Of the Brontë sisters, those three great 19th-century Yorkshire novelists, Emily has proved the most inspiring to later artists. From Andrea Arnold to Kate Bush, her only novel Wuthering Heights stands apart from classic British literature as a grittier, earthier work of fiction that so brutally captures the storm and stress of rural Northern England. It is only natural to want to know more about the woman who wrote it, as actor-turned-writer-director Frances O’Connor does in Emily, but it might be best to leave it to biographers and historians.
There’s nothing wrong with speculative fiction, of course, with works of British directors including Ken Russell and Derek Jarman proving this. But the issue with Emily is that it never does anything interesting with the imagined life it creates for the second-youngest Brontë, choosing merely to recast a rough version of Wuthering Heights with Emily (Emma Mackey) herself in the role of Cathy Earnshaw, and a visiting preacher, William Weightman (Oliver Jackson-Cohen), as her Heathcliff.
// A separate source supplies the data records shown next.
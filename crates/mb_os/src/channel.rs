#![forbid(unsafe_code)]

use std::future::Future;
use std::time::Duration;

use mb_kernel_contracts::message::{ContextMessage, ContextResponse};
use tokio::sync::{mpsc, oneshot};
use tracing::debug;

#[derive(Debug, Clone, PartialEq, Eq, thiserror::Error)]
pub enum ChannelError {
    #[error("no context is listening on the other end")]
    Unavailable,
    #[error("counterpart went away before answering")]
    Disconnected,
    #[error("no response within {0} ms")]
    Timeout(u64),
    #[error("channel transport failed: {0}")]
    Transport(String),
}

/// Request/response link to another execution context.
pub trait MessageChannel: Send + Sync {
    fn request(
        &self,
        message: ContextMessage,
    ) -> impl Future<Output = Result<ContextResponse, ChannelError>> + Send;
}

/// Races the request against a timer. A counterpart that never answers is reported as
/// `Timeout`, never as a hang.
pub async fn request_with_timeout<C>(
    channel: &C,
    message: ContextMessage,
    timeout_ms: u64,
) -> Result<ContextResponse, ChannelError>
where
    C: MessageChannel + ?Sized,
{
    let action = message.action;
    match tokio::time::timeout(Duration::from_millis(timeout_ms), channel.request(message)).await {
        Ok(result) => result,
        Err(_) => {
            debug!(action = action.as_str(), timeout_ms, "context message timed out");
            Err(ChannelError::Timeout(timeout_ms))
        }
    }
}

/// One in-flight request as seen by the serving context.
#[derive(Debug)]
pub struct Envelope {
    pub message: ContextMessage,
    pub reply: oneshot::Sender<ContextResponse>,
}

/// Channel to a context served on the same runtime.
#[derive(Debug, Clone)]
pub struct InProcessChannel {
    tx: mpsc::Sender<Envelope>,
}

impl InProcessChannel {
    pub fn pair(buffer: usize) -> (Self, mpsc::Receiver<Envelope>) {
        let (tx, rx) = mpsc::channel(buffer.max(1));
        (Self { tx }, rx)
    }
}

impl MessageChannel for InProcessChannel {
    async fn request(&self, message: ContextMessage) -> Result<ContextResponse, ChannelError> {
        let (reply, response) = oneshot::channel();
        self.tx
            .send(Envelope { message, reply })
            .await
            .map_err(|_| ChannelError::Unavailable)?;
        response.await.map_err(|_| ChannelError::Disconnected)
    }
}

/// The extension is not installed, or the page has no route to it.
#[derive(Debug, Clone, Copy, Default)]
pub struct UnavailableChannel;

impl MessageChannel for UnavailableChannel {
    async fn request(&self, _message: ContextMessage) -> Result<ContextResponse, ChannelError> {
        Err(ChannelError::Unavailable)
    }
}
A bold experiment, perhaps, but it leaves us with a film that does not allow Brontë the respect to create her own fiction.
By failing to commit to any certain source material, O’Connor’s writing never feels wholly coherent as it moves towards Emily’s premature death. Not actually being “based on a true story” is no licence for sloppiness. Mackey does what she can with the stolid material, making Emily a version of her Sex Education character Maeve in period clothing. But this should be Brontë country — Yorkshire, wind, rain, earth and dirt, not clean white sheets and the missionary position.